### [What you should do]
Return every line of the records that includes the string "RequestOptions".

--- START ---

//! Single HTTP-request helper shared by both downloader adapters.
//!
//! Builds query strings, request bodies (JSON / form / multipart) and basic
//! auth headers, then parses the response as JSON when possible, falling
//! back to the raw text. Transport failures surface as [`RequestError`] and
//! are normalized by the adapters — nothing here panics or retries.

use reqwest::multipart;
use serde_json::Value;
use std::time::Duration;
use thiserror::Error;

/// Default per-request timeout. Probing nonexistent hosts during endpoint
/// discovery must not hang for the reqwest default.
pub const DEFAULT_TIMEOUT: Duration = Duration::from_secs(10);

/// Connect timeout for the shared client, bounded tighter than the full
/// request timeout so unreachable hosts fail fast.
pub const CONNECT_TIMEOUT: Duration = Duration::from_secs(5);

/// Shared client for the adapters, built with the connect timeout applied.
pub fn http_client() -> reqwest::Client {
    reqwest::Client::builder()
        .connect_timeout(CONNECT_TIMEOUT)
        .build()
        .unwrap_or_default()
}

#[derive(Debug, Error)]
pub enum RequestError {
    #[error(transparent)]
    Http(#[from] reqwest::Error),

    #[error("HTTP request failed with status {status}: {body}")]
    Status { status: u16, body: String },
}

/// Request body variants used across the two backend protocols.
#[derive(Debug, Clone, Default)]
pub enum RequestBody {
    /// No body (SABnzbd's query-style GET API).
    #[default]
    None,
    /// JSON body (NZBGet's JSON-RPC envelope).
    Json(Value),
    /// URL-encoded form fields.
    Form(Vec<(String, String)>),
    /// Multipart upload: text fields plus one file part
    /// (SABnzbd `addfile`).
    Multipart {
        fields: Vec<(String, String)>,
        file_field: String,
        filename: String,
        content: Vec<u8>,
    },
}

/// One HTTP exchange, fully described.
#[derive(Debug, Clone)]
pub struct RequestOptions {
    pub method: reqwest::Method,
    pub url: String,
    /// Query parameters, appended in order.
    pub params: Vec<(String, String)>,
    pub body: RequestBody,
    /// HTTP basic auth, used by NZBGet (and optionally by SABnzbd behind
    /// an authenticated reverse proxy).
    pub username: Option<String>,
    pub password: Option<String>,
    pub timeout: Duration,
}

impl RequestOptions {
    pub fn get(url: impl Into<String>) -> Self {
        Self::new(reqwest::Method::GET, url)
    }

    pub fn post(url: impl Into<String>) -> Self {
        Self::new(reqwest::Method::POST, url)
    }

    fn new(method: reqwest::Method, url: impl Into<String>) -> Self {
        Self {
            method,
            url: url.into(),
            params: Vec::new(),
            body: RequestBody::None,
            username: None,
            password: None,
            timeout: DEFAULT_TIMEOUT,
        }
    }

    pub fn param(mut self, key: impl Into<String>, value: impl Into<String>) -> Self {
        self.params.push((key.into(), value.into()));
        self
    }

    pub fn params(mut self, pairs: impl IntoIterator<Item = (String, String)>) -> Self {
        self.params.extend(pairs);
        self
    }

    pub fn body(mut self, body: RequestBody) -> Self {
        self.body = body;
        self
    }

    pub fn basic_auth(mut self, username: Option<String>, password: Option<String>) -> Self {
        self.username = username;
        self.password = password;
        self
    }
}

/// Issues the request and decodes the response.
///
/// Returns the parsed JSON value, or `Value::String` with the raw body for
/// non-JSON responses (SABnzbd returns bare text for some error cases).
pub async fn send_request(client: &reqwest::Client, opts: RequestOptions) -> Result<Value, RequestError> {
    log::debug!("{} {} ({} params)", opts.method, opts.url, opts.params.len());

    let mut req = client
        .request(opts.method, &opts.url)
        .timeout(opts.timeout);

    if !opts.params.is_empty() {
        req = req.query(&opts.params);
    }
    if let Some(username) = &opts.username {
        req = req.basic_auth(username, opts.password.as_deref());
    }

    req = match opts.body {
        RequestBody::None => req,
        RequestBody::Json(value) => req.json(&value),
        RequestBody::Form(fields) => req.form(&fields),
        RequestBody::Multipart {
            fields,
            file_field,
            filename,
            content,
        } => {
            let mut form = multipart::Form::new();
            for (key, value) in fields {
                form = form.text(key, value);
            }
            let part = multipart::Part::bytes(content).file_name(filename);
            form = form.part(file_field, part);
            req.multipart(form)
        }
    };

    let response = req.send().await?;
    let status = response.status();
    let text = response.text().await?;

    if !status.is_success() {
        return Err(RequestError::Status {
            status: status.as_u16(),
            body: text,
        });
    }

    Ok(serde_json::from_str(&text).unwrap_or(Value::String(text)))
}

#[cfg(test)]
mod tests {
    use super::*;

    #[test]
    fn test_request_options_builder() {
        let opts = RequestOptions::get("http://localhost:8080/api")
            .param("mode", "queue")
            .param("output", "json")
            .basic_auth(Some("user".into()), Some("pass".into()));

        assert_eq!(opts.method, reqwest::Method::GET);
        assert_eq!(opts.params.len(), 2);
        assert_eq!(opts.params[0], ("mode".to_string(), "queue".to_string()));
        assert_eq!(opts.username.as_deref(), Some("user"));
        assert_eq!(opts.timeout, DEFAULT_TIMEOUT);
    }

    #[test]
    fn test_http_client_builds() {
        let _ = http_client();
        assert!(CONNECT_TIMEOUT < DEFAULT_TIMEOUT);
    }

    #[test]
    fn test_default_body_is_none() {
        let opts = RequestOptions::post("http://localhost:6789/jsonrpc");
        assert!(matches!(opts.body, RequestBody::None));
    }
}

--- END ---

### [Result for this exercise]
pub struct RequestOptions {
impl RequestOptions {
pub async fn send_request(client: &reqwest::Client, opts: RequestOptions) -> Result<Value, RequestError> {
        let opts = RequestOptions::get("http://localhost:8080/api")
        let opts = RequestOptions::post("http://localhost:6789/jsonrpc");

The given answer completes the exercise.